→ **WORK REQUEST**:
Copy each line below that has "GlyphSnapshot".

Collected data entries
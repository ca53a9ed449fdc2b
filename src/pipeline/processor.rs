//! Pipeline orchestrator
//!
//! Owns the font, identifies target glyphs, extracts operator-local
//! snapshots, fans them out over a fixed worker pool (or the calling
//! thread), and writes results back keyed by glyph name. Workers never
//! touch the shared font; the orchestrating thread is the sole writer,
//! and each glyph's extract → transform → write-back is all-or-nothing.

use std::collections::{BTreeMap, BTreeSet};
use std::path::Path;

use anyhow::Context;
use rayon::prelude::*;
use tracing::{debug, info, warn};

use crate::core::errors::ProcessError;
use crate::effects::{EffectChain, EffectOptions};
use crate::font_source::GlyphSnapshot;
use crate::pipeline::selector;

/// Default number of glyphs per dispatch chunk; amortizes dispatch
/// overhead without starving parallelism on small jobs.
pub const DEFAULT_CHUNK_SIZE: usize = 100;

/// What to do when one glyph's transformation fails.
#[derive(Debug, Clone, Copy, PartialEq, Eq)]
pub enum FailurePolicy {
    /// Stop before anything is written back
    Abort,
    /// Skip the failed glyph, report it, keep going
    Continue,
}

#[derive(Debug, Clone)]
pub struct ProcessOptions {
    pub parallel: bool,
    /// Worker thread count; defaults to half the available cores
    pub workers: Option<usize>,
    pub chunk_size: usize,
    /// Round all coordinates to integers after the operator chain
    pub round_coordinates: bool,
    pub failure_policy: FailurePolicy,
    /// Explicit glyph-name subset; bypasses the code-point scan
    pub subset: Option<BTreeSet<String>>,
    pub effects: EffectOptions,
}

impl Default for ProcessOptions {
    fn default() -> Self {
        Self {
            parallel: true,
            workers: None,
            chunk_size: DEFAULT_CHUNK_SIZE,
            round_coordinates: true,
            failure_policy: FailurePolicy::Abort,
            subset: None,
            effects: EffectOptions::default(),
        }
    }
}

/// Outcome of one `process` run.
#[derive(Debug, Default)]
pub struct ProcessReport {
    /// Number of glyphs selected for processing
    pub targets: usize,
    /// Number of glyphs transformed and written back
    pub processed: usize,
    /// Per-glyph failures (only populated under `Continue`)
    pub failures: Vec<ProcessError>,
}

/// Orchestrates the full restyling run over one font.
pub struct FontProcessor {
    font: norad::Font,
}

impl FontProcessor {
    /// Load a UFO font source from disk.
    pub fn load(path: &Path) -> anyhow::Result<Self> {
        let font = norad::Font::load(path)
            .with_context(|| format!("failed to load UFO from {}", path.display()))?;
        info!(
            glyphs = font.default_layer().iter().count(),
            path = %path.display(),
            "loaded UFO"
        );
        Ok(Self { font })
    }

    /// Wrap an already-loaded font.
    pub fn from_font(font: norad::Font) -> Self {
        Self { font }
    }

    pub fn font(&self) -> &norad::Font {
        &self.font
    }

    pub fn font_mut(&mut self) -> &mut norad::Font {
        &mut self.font
    }

    /// Map each registered code point to the glyph names carrying it.
    pub fn codepoint_index(&self) -> BTreeMap<u32, Vec<String>> {
        let mut index: BTreeMap<u32, Vec<String>> = BTreeMap::new();
        for glyph in self.font.default_layer().iter() {
            for codepoint in glyph.codepoints.iter() {
                index
                    .entry(codepoint as u32)
                    .or_default()
                    .push(glyph.name().to_string());
            }
        }
        index
    }

    /// Glyph names mapped from the characters of `text`.
    pub fn names_for_text(&self, text: &str) -> BTreeSet<String> {
        let index = self.codepoint_index();
        let mut names = BTreeSet::new();
        for ch in text.chars() {
            if let Some(glyph_names) = index.get(&(ch as u32)) {
                names.extend(glyph_names.iter().cloned());
            }
        }
        names
    }

    /// The sorted, deduplicated set of glyphs to process.
    ///
    /// With an explicit subset the code-point scan is bypassed; names
    /// missing from the font are logged and skipped.
    pub fn target_names(&self, subset: Option<&BTreeSet<String>>) -> Vec<String> {
        let layer = self.font.default_layer();
        if let Some(subset) = subset {
            return subset
                .iter()
                .filter(|name| {
                    let known = layer.get_glyph(name.as_str()).is_some();
                    if !known {
                        warn!(glyph = %name, "subset names a glyph missing from the font");
                    }
                    known
                })
                .cloned()
                .collect();
        }

        let mut names = BTreeSet::new();
        for (codepoint, glyph_names) in self.codepoint_index() {
            if selector::is_target(Some(codepoint)) {
                names.extend(glyph_names);
            }
        }
        names.into_iter().collect()
    }

    /// Run the operator chain over every target glyph and write the
    /// results back in place.
    pub fn process(&mut self, options: &ProcessOptions) -> anyhow::Result<ProcessReport> {
        let targets = self.target_names(options.subset.as_ref());
        info!(
            targets = targets.len(),
            parallel = options.parallel,
            "identified target glyphs"
        );

        let layer = self.font.default_layer();
        let snapshots: Vec<GlyphSnapshot> = targets
            .iter()
            .filter_map(|name| {
                layer
                    .get_glyph(name.as_str())
                    .map(|glyph| GlyphSnapshot::from_norad_glyph(name, glyph))
            })
            .collect();

        let results: Vec<Result<GlyphSnapshot, ProcessError>> = if options.parallel {
            let workers = options.workers.unwrap_or_else(default_worker_count);
            debug!(workers, chunk_size = options.chunk_size, "starting worker pool");
            let pool = rayon::ThreadPoolBuilder::new()
                .num_threads(workers)
                .build()
                .context("failed to build worker pool")?;
            pool.install(|| {
                snapshots
                    .into_par_iter()
                    .with_min_len(options.chunk_size.max(1))
                    // Each worker builds the operator chain once and
                    // reuses it for every glyph it processes
                    .map_init(
                        || EffectChain::from_options(&options.effects),
                        |chain, snapshot| run_unit(chain, snapshot, options.round_coordinates),
                    )
                    .collect()
            })
        } else {
            let chain = EffectChain::from_options(&options.effects);
            snapshots
                .into_iter()
                .map(|snapshot| run_unit(&chain, snapshot, options.round_coordinates))
                .collect()
        };

        let mut transformed = Vec::with_capacity(results.len());
        let mut failures = Vec::new();
        for result in results {
            match result {
                Ok(snapshot) => transformed.push(snapshot),
                Err(error) => match options.failure_policy {
                    FailurePolicy::Abort => {
                        // Nothing has been written back yet
                        return Err(error.into());
                    }
                    FailurePolicy::Continue => {
                        warn!(glyph = error.glyph(), %error, "skipping failed glyph");
                        failures.push(error);
                    }
                },
            }
        }

        // Sole writer: write-back runs on the orchestrating thread,
        // keyed by glyph name, so completion order never matters.
        let layer = self.font.default_layer_mut();
        let mut processed = 0usize;
        for snapshot in &transformed {
            if let Some(glyph) = layer.get_glyph_mut(snapshot.name.as_str()) {
                snapshot.write_back(glyph);
                processed += 1;
            }
        }
        info!(processed, failed = failures.len(), "write-back complete");

        Ok(ProcessReport {
            targets: targets.len(),
            processed,
            failures,
        })
    }

    /// Save the transformed UFO; binary compilation is the external
    /// compiler's job.
    pub fn save(&self, path: &Path) -> anyhow::Result<()> {
        if let Some(parent) = path.parent() {
            if !parent.as_os_str().is_empty() {
                std::fs::create_dir_all(parent)
                    .with_context(|| format!("failed to create {}", parent.display()))?;
            }
        }
        self.font
            .save(path)
            .with_context(|| format!("failed to save UFO to {}", path.display()))?;
        info!(path = %path.display(), "saved UFO");
        Ok(())
    }
}

/// One unit of work: validate, transform, optionally round. The glyph
/// name travels with any failure.
fn run_unit(
    chain: &EffectChain,
    snapshot: GlyphSnapshot,
    round_coordinates: bool,
) -> Result<GlyphSnapshot, ProcessError> {
    let name = snapshot.name.clone();
    match chain.apply(snapshot) {
        Ok(mut glyph) => {
            if round_coordinates {
                glyph.round_coordinates();
            }
            Ok(glyph)
        }
        Err(source) => Err(ProcessError::Worker {
            glyph: name,
            source,
        }),
    }
}

fn default_worker_count() -> usize {
    std::thread::available_parallelism()
        .map(|n| (n.get() / 2).max(1))
        .unwrap_or(1)
}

→ **ANSWER FOR THIS EXERCISE**:
use crate::font_source::GlyphSnapshot;
        let snapshots: Vec<GlyphSnapshot> = targets
                    .map(|glyph| GlyphSnapshot::from_norad_glyph(name, glyph))
        let results: Vec<Result<GlyphSnapshot, ProcessError>> = if options.parallel {
    snapshot: GlyphSnapshot,
) -> Result<GlyphSnapshot, ProcessError> {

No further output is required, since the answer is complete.